Le dollar monte après l'ultimatum de Trump, l'or et l'argent chutent

Le dollar monte lundi après l'ultimatum de Donald Trump exigeant l'ouverture du détroit d'Ormuz sans quoi il ciblerait les centrales électriques en Iran, les investisseurs préférant au contraire retir...

Le dollar monte lundi après l'ultimatum de Donald Trump exigeant l'ouverture du détroit d'Ormuz sans quoi il ciblerait les centrales électriques en Iran, les investisseurs préférant au contraire retirer leurs liquidités de l'or et de l'argent.

L'échéance fixée par le président américain est lundi à 23h44 GMT. Si ses menaces sont mises à exécution, l'Iran a averti qu'il fermera complètement ce point de passage maritime crucial par lequel transite en temps normal près de 20% des hydrocarbures mondiaux.

Téhéran a aussi menacé un peu plus tôt de frapper des infrastructures clés du Moyen-Orient.

"Les événements survenus au cours du week-end ont renforcé les craintes d'une issue plus perturbatrice pour l'économie mondiale, alors que le conflit au Moyen-Orient entre dans sa quatrième semaine", constate Lee Hardman, de MUFG.

"Le dollar prospère dans ce type de configuration" où les taux d'emprunts montent et la liquidité se fait rare, car il devient "indispensable" pour les investisseurs afin de couvrir leurs pertes ailleurs, par exemple, selon Stephen Innes, de SPI AM.

Le billet vert est d'ailleurs la devise dans laquelle se négocient nombre de produits énergétiques.

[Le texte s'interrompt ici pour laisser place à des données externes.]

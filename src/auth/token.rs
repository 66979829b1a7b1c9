//! Access token values held by client contexts.

// self
use crate::{_prelude::*, auth::ScopeSet};

/// Token type assumed when neither the principal nor the token endpoint names one.
pub const BEARER_TOKEN_TYPE: &str = "bearer";

/// Redacting wrapper for token material.
#[derive(Clone, PartialEq, Eq)]
pub struct TokenValue(String);
impl TokenValue {
	/// Wraps a token string.
	pub fn new(value: impl Into<String>) -> Self {
		Self(value.into())
	}

	/// Returns the raw token. Callers must keep it out of logs.
	pub fn expose(&self) -> &str {
		&self.0
	}
}
impl Debug for TokenValue {
	fn fmt(&self, f: &mut Formatter) -> FmtResult {
		f.write_str("TokenValue(<redacted>)")
	}
}
impl Display for TokenValue {
	fn fmt(&self, f: &mut Formatter) -> FmtResult {
		f.write_str("<redacted>")
	}
}

/// Where an access token came from.
#[derive(Clone, Copy, Debug, PartialEq, Eq)]
pub enum TokenOrigin {
	/// Returned by a completed authorization-code grant.
	Granted,
	/// Lifted verbatim from the authenticated principal of the inbound request.
	Principal,
}

/// Errors produced by [`AccessTokenBuilder`].
#[derive(Clone, Debug, PartialEq, Eq, ThisError)]
pub enum AccessTokenBuilderError {
	/// No access token value was provided, or it was empty.
	#[error("Access token value is required.")]
	MissingValue,
}

/// Access token attached to outbound calls.
#[derive(Clone, PartialEq, Eq)]
pub struct AccessToken {
	/// Token material; never log it.
	pub value: TokenValue,
	/// Token type reported by the issuer (`bearer` unless stated otherwise).
	pub token_type: String,
	/// Expiry instant, when the issuer reported one.
	pub expires_at: Option<OffsetDateTime>,
	/// Scopes granted with the token (empty when unknown).
	pub scope: ScopeSet,
	/// Refresh token returned alongside the access token, if any.
	pub refresh_token: Option<TokenValue>,
	/// Provenance of the token.
	pub origin: TokenOrigin,
}
impl AccessToken {
	/// Returns a builder for tokens minted by the authorization-code grant.
	pub fn builder(value: impl Into<String>) -> AccessTokenBuilder {
		AccessTokenBuilder::new(value.into())
	}

	/// Builds a bearer token from the value embedded in an authenticated principal.
	///
	/// The value is copied as-is; nothing else is known about it, so it carries no expiry and
	/// no scopes.
	pub fn from_principal(value: impl Into<String>) -> Self {
		Self {
			value: TokenValue::new(value),
			token_type: BEARER_TOKEN_TYPE.into(),
			expires_at: None,
			scope: ScopeSet::default(),
			refresh_token: None,
			origin: TokenOrigin::Principal,
		}
	}

	/// Returns true when the token type is `bearer` (case-insensitive).
	pub fn is_bearer(&self) -> bool {
		self.token_type.eq_ignore_ascii_case(BEARER_TOKEN_TYPE)
	}

	/// Value for the `Authorization` header, e.g. `Bearer abc`.
	pub fn authorization_value(&self) -> String {
		if self.is_bearer() {
			format!("Bearer {}", self.value.expose())
		} else {
			format!("{} {}", self.token_type, self.value.expose())
		}
	}

	/// Returns true if the token carries an expiry that is at or before `instant`.
	///
	/// Expiry is informational: contexts keep using a stored token until their scope ends.
	pub fn is_expired_at(&self, instant: OffsetDateTime) -> bool {
		self.expires_at.is_some_and(|expires_at| expires_at <= instant)
	}

	/// Checks expiry against the current UTC clock.
	pub fn is_expired(&self) -> bool {
		self.is_expired_at(OffsetDateTime::now_utc())
	}

	/// Remaining lifetime, if an expiry is known; negative once expired.
	pub fn expires_in(&self) -> Option<Duration> {
		self.expires_at.map(|expires_at| expires_at - OffsetDateTime::now_utc())
	}
}
impl Debug for AccessToken {
	fn fmt(&self, f: &mut Formatter) -> FmtResult {
		f.debug_struct("AccessToken")
			.field("value", &"<redacted>")
			.field("token_type", &self.token_type)
			.field("expires_at", &self.expires_at)
			.field("scope", &self.scope)
			.field("refresh_token", &self.refresh_token.as_ref().map(|_| "<redacted>"))
			.field("origin", &self.origin)
			.finish()
	}
}

/// Builder for granted [`AccessToken`]s.
#[derive(Clone, Debug)]
pub struct AccessTokenBuilder {
	value: TokenValue,
	token_type: Option<String>,
	scope: ScopeSet,
	refresh_token: Option<TokenValue>,
	issued_at: Option<OffsetDateTime>,
	expires_at: Option<OffsetDateTime>,
	expires_in: Option<Duration>,
}
impl AccessTokenBuilder {
	fn new(value: String) -> Self {
		Self {
			value: TokenValue::new(value),
			token_type: None,
			scope: ScopeSet::default(),
			refresh_token: None,
			issued_at: None,
			expires_at: None,
			expires_in: None,
		}
	}

	/// Sets the token type reported by the issuer.
	pub fn token_type(mut self, token_type: impl Into<String>) -> Self {
		self.token_type = Some(token_type.into());

		self
	}

	/// Sets the granted scopes.
	pub fn scope(mut self, scope: ScopeSet) -> Self {
		self.scope = scope;

		self
	}

	/// Provides the refresh token value.
	pub fn refresh_token(mut self, token: impl Into<String>) -> Self {
		self.refresh_token = Some(TokenValue::new(token));

		self
	}

	/// Sets the instant `expires_in` is measured from (defaults to now).
	pub fn issued_at(mut self, instant: OffsetDateTime) -> Self {
		self.issued_at = Some(instant);

		self
	}

	/// Sets an absolute expiry instant.
	pub fn expires_at(mut self, instant: OffsetDateTime) -> Self {
		self.expires_at = Some(instant);

		self
	}

	/// Sets a relative expiry duration from the issued instant.
	pub fn expires_in(mut self, duration: Duration) -> Self {
		self.expires_in = Some(duration);

		self
	}

	/// Consumes the builder and produces a granted [`AccessToken`].
	pub fn build(self) -> Result<AccessToken, AccessTokenBuilderError> {
		if self.value.expose().is_empty() {
			return Err(AccessTokenBuilderError::MissingValue);
		}

		// Lifetimes past the representable range are treated as non-expiring.
		let expires_at = match (self.expires_at, self.expires_in) {
			(Some(instant), _) => Some(instant),
			(None, Some(delta)) =>
				self.issued_at.unwrap_or_else(OffsetDateTime::now_utc).checked_add(delta),
			(None, None) => None,
		};

		Ok(AccessToken {
			value: self.value,
			token_type: self.token_type.unwrap_or_else(|| BEARER_TOKEN_TYPE.into()),
			expires_at,
			scope: self.scope,
			refresh_token: self.refresh_token,
			origin: TokenOrigin::Granted,
		})
	}
}

#[cfg(test)]
mod tests {
	// crates.io
	use time::macros;
	// self
	use super::*;

	#[test]
	fn principal_tokens_are_bearer_without_expiry() {
		let token = AccessToken::from_principal("xyz");

		assert_eq!(token.value.expose(), "xyz");
		assert_eq!(token.origin, TokenOrigin::Principal);
		assert!(token.is_bearer());
		assert!(!token.is_expired());
		assert_eq!(token.expires_in(), None);
		assert_eq!(token.authorization_value(), "Bearer xyz");
	}

	#[test]
	fn builder_handles_relative_expiry() {
		let token = AccessToken::builder("abc")
			.token_type("Bearer")
			.issued_at(macros::datetime!(2025-01-01 00:00 UTC))
			.expires_in(Duration::minutes(30))
			.build()
			.expect("Token builder should support relative expiry.");

		assert_eq!(token.expires_at, Some(macros::datetime!(2025-01-01 00:30 UTC)));
		assert!(token.is_expired_at(macros::datetime!(2025-01-01 00:30 UTC)));
		assert!(!token.is_expired_at(macros::datetime!(2025-01-01 00:29 UTC)));
		assert_eq!(token.origin, TokenOrigin::Granted);
	}

	#[test]
	fn builder_rejects_empty_values() {
		assert_eq!(AccessToken::builder("").build(), Err(AccessTokenBuilderError::MissingValue));
	}

	#[test]
	fn non_bearer_types_keep_their_scheme() {
		let token = AccessToken::builder("mac-value")
			.token_type("MAC")
			.build()
			.expect("Token builder should accept custom token types.");

		assert_eq!(token.authorization_value(), "MAC mac-value");
	}

	#[test]
	fn formatters_redact_secrets() {
		let token = AccessToken::builder("super-secret")
			.refresh_token("refresh-secret")
			.build()
			.expect("Token builder should succeed.");
		let rendered = format!("{token:?}");

		assert!(!rendered.contains("super-secret"));
		assert!(!rendered.contains("refresh-secret"));
		assert_eq!(format!("{}", token.value), "<redacted>");
	}
}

Or Fatih Birol, directeur de l'Agence internationale de l'énergie (AIE) a averti que le monde pourrait connaître sa pire crise de l'énergie depuis des décennies.

Une accélération de l'inflation présage aussi de taux plus hauts de la Réserve fédérale (Fed). Mais les analystes anticipent aussi des hausses de taux de la part de la Banque centrale européenne (BCE) et de la Banque d'Angleterre (BoE).

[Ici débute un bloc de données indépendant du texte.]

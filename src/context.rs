//! Client contexts, the per-request token request they carry, and the factory that scopes them.

pub mod request;
pub mod scoping;

pub use request::*;
pub use scoping::*;

// self
use crate::{_prelude::*, auth::AccessToken, store::ContextStore};

/// Lifetime of the store behind a [`ClientContext`].
#[derive(Clone, Copy, Debug, PartialEq, Eq, Hash, Serialize, Deserialize)]
#[serde(rename_all = "snake_case")]
pub enum ScopeMode {
	/// One store per browser session, shared by all of its requests.
	Session,
	/// One store per inbound request, optionally seeded from the principal.
	Request,
}
impl ScopeMode {
	/// Picks the mode for a deployment.
	///
	/// Session-managed single sign-on keeps tokens for the whole session; every other
	/// deployment scopes contexts to the inbound request.
	pub fn for_deployment(sso_enabled: bool) -> Self {
		if sso_enabled { Self::Session } else { Self::Request }
	}

	/// Lowercase label used in logs and metrics.
	pub fn as_str(self) -> &'static str {
		match self {
			Self::Session => "session",
			Self::Request => "request",
		}
	}
}
impl Display for ScopeMode {
	fn fmt(&self, f: &mut Formatter) -> FmtResult {
		f.write_str(self.as_str())
	}
}

/// Authorization state for one inbound request.
///
/// Owns the request's [`AccessTokenRequest`] and shares the token slot of its scope's
/// [`ContextStore`].
#[derive(Debug)]
pub struct ClientContext {
	store: Arc<ContextStore>,
	token_request: AccessTokenRequest,
}
impl ClientContext {
	/// Binds `token_request` to `store`.
	pub fn new(store: Arc<ContextStore>, token_request: AccessTokenRequest) -> Self {
		Self { store, token_request }
	}

	/// Scope of the underlying store.
	pub fn mode(&self) -> ScopeMode {
		self.store.mode()
	}

	/// Current access token, if any.
	pub fn access_token(&self) -> Option<Arc<AccessToken>> {
		self.store.access_token()
	}

	/// Stores a token for the whole scope and returns the shared handle.
	pub fn set_access_token(&self, token: AccessToken) -> Arc<AccessToken> {
		self.store.set_access_token(token)
	}

	/// Token request bound to this context.
	pub fn token_request(&self) -> &AccessTokenRequest {
		&self.token_request
	}

	/// Mutable access to the token request, e.g. to record a callback code.
	pub fn token_request_mut(&mut self) -> &mut AccessTokenRequest {
		&mut self.token_request
	}

	/// Store shared by every context of this scope.
	pub fn store(&self) -> &Arc<ContextStore> {
		&self.store
	}
}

Aussi, la devise américaine tire davantage son épingle du jeu car "les économies en Asie et en Europe seront plus durement touchées par la montée des risques de stagflation" que les Etats-Unis, estime M. Hardman, de MUFG.

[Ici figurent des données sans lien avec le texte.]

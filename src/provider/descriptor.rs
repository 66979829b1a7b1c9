//! Protected-resource details shared by the acquisition provider and the outbound pipeline.

/// Builder API for assembling resource details.
pub mod builder;

pub use builder::*;

// self
use crate::{
	_prelude::*,
	auth::{ClientId, ScopeSet, TokenValue},
};

/// How the client authenticates itself at the token endpoint.
#[derive(Clone, Copy, Debug, Default, PartialEq, Eq, Serialize, Deserialize)]
#[serde(rename_all = "snake_case")]
pub enum ClientAuthenticationScheme {
	#[default]
	/// HTTP Basic with `client_id`/`client_secret`.
	Header,
	/// `client_id`/`client_secret` as form parameters.
	Form,
	/// Public client; only `client_id` is sent.
	None,
}

/// How access tokens are attached to outbound resource requests.
#[derive(Clone, Copy, Debug, Default, PartialEq, Eq, Serialize, Deserialize)]
#[serde(rename_all = "snake_case")]
pub enum AuthenticationScheme {
	#[default]
	/// `Authorization: Bearer <token>` header.
	Header,
	/// `access_token` query parameter.
	Query,
}

/// Authorization server endpoints used by the authorization-code grant.
#[derive(Clone, Debug, PartialEq, Eq)]
pub struct ResourceEndpoints {
	/// Endpoint the user agent is redirected to for consent.
	pub authorization: Url,
	/// Endpoint codes are exchanged at.
	pub token: Url,
}

/// Immutable client registration and endpoint description, loaded once at startup.
#[derive(Clone, Debug, PartialEq, Eq)]
pub struct ResourceDetails {
	/// Registered client identifier.
	pub client_id: ClientId,
	/// Client secret for confidential clients.
	pub client_secret: Option<TokenValue>,
	/// Authorization server endpoints.
	pub endpoints: ResourceEndpoints,
	/// Pre-established redirect URI; when absent the current request URI is used.
	pub redirect_uri: Option<Url>,
	/// Scopes requested during authorization, in configured order.
	pub scope: ScopeSet,
	/// Client authentication at the token endpoint.
	pub client_authentication_scheme: ClientAuthenticationScheme,
	/// Token placement on outbound resource requests.
	pub authentication_scheme: AuthenticationScheme,
}
impl ResourceDetails {
	/// Creates a new builder for the provided client identifier.
	pub fn builder(client_id: ClientId) -> ResourceDetailsBuilder {
		ResourceDetailsBuilder::new(client_id)
	}

	/// Client secret as a plain string, if any.
	pub fn client_secret(&self) -> Option<&str> {
		self.client_secret.as_ref().map(TokenValue::expose)
	}
}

Vers 10H25 GMT (11H25 à Paris), la devise américaine prenait 0,69% à l'euro, à 1,1491 dollar. Elle progressait aussi 0,57% face à la livre britannique et de 0,21% face au yen japonais.

A l'inverse, l'or, valeur refuge concurrente du billet vert, tombait de 4,98% à 4.268,50 dollars l'once, après avoir perdu plus de 8,46%, et l'argent reculait de 5,94%, à 63,9060 dollars l'once, suivant une chute de 10,21% plus tôt lundi.

Le métal jaune a effacé l'intégralité de ses gains depuis le début de l'année.

L'Australie étant un pays exportateur de matières premières, la devise du pays reculait de 1,38%, à 1,4439 dollar australien pour un dollar, plombé par la perspective d'un ralentissement de la croissance des principales économies mondiales, indique Carol Kong, analyste chez CBA.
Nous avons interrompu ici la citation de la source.